FAD^•− in COX is stable even in the presence of O₂ (31), allowing long-duration signal accumulation for detecting small signals. As a reference, the time-resolved fluorescence of nonreduced, FAD_ox-containing (SI Appendix, Fig. S1) COX was measured (Fig. 2B). Upon excitation at 390 nm, it exhibits a biphasic decay with a dominant ∼300-fs ultrafast phase and a long-lived phase (SI Appendix, Fig. S7A). The 300-fs phase was assigned to FAD_ox fluorescence that was quenched by flavin photoreduction processes, with Tyr465 and Trp61 being the potential quenchers (SI Appendix, Fig. S10). The sample was then incubated with Na₂S₂O₄ until the reaction reached maximal FAD^•− formation (corresponding to the absorption spectrum shown in Fig. 1C), and further time-resolved fluorescence measurements were performed. With benzene as Kerr medium (relatively high sensitivity but low time resolution), a small signal less than 10% of that of FAD_ox was detected. It has similar kinetic and spectral (maximum at ∼520 nm) features (Fig. 2B and SI Appendix, Fig. S7) to those of FAD_ox and was therefore assigned to a remaining fraction of FAD_ox. However, when Suprasil was used as Kerr medium (low sensitivity but high time resolution), no perceptible emission signal was detected for the reduced sample, whereas the ∼300-fs phase of FAD_ox is clearly resolved in the nonreduced sample (Fig. 2B, Inset). From the comparison of the signals of the reduced and nonreduced samples, we estimate that any FAD^•− fluorescence decays in <30 fs. Altogether, we conclude that as in GOX, in COX, ultrafast nonradiative deactivation of excited-state FAD^•− occurs.

Transient Formation of Oxidized Flavins upon the Excitation of Anionic Flavin Radicals.

The lack of emission in radical ions is usually explained by efficient internal conversion between D₁ and D₀ states, involvement of D₂/D₁ and D₁/D₀ conical intersections, or photoinduced ET when there is an electron donor or acceptor close by (32–36). To investigate the actual excited-state deactivation pathways of protein-bound anionic flavin radicals, we performed transient absorption measurements. Pump pulses centered at 390 and 520 nm were used to excite the two distinct transition bands.
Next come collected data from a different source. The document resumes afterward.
//! Fractal world map generation
//!
//! A standalone library for generating square world maps: diamond-square
//! terrain, land and water regions, and cities stored in a quadtree for
//! fast area queries.
//!
//! # Quick Start
//!
//! ```rust,no_run
//! use fractal_worldmap::*;
//!
//! // Generate a map with one city per land region
//! let config = WorldConfigBuilder::new()
//!     .seed(42)
//!     .map_width(1000.0).unwrap()
//!     .terrain_lod(7).unwrap()
//!     .build().unwrap();
//!
//! let map = WorldMap::generate(config).unwrap();
//!
//! // Find the cities near the middle of the map
//! let area = Shape::Circle(Circle::new(Point::new(500.0, 500.0), 150.0));
//! for city in map.cities(Some(&area)).unwrap() {
//!     println!("{} at {:?}", city.name, city.position);
//! }
//! ```
//!
//! # Features
//!
//! - `serde`: Enables serialization support for configuration, geometry,
//!   terrain and cities

// Modules
pub mod error;
pub mod config;
pub mod geometry;
pub mod terrain;
pub mod region;
pub mod spatial;
pub mod naming;
pub mod world;
pub mod util;

// Re-export core types for convenience
pub use error::{MapError, Result};
pub use config::{Placement, PolarConfig, WorldConfig, WorldConfigBuilder};
pub use geometry::{Circle, Line, Point, Rectangle, Shape};
pub use terrain::HeightField;
pub use region::{Region, RegionId, RegionPartition};
pub use spatial::{IndexedItem, QuadTree};
pub use naming::{CityNamer, NamePool};
pub use world::{City, CityId, MapBounds, WorldMap};

/// Version of the generator, reported by [`WorldMap::version`]
pub const VERSION: &str = env!("CARGO_PKG_VERSION");

// Re-export glam::DVec2 for convenience
pub use glam::DVec2;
The transient absorption kinetics of FAD^•− in GOX are shown in Fig. 3A and SI Appendix, Fig. S13, and the decay associated spectra (DAS) extracted from the global analysis are given in Fig. 3B and SI Appendix, Fig. S15. Here, the DAS were used to avoid the influence of potential parallel photochemical schemes arising from other excitable flavin forms that may be present in the samples (SI Appendix, Note 1). Upon excitation, we observed a marked induced absorption band formed within an instrument-limited time of ∼100 fs (Fig. 3A, Inset). This band is very similar to the S₀→S₁ transition band of ground-state FAD_ox. Under 520-nm excitation, the decay of this band (time constant of 19 ps) constitutes the only spectral evolution. Under 390-nm excitation, this band has a virtually identical shape (Fig. 3B) and decays with a very similar time constant. Along with the fact that we did not observe any emission with a similar lifetime in the time-resolved fluorescence measurements (vide supra), we conclude that this ∼20-ps phase must arise from a nonemissive product state.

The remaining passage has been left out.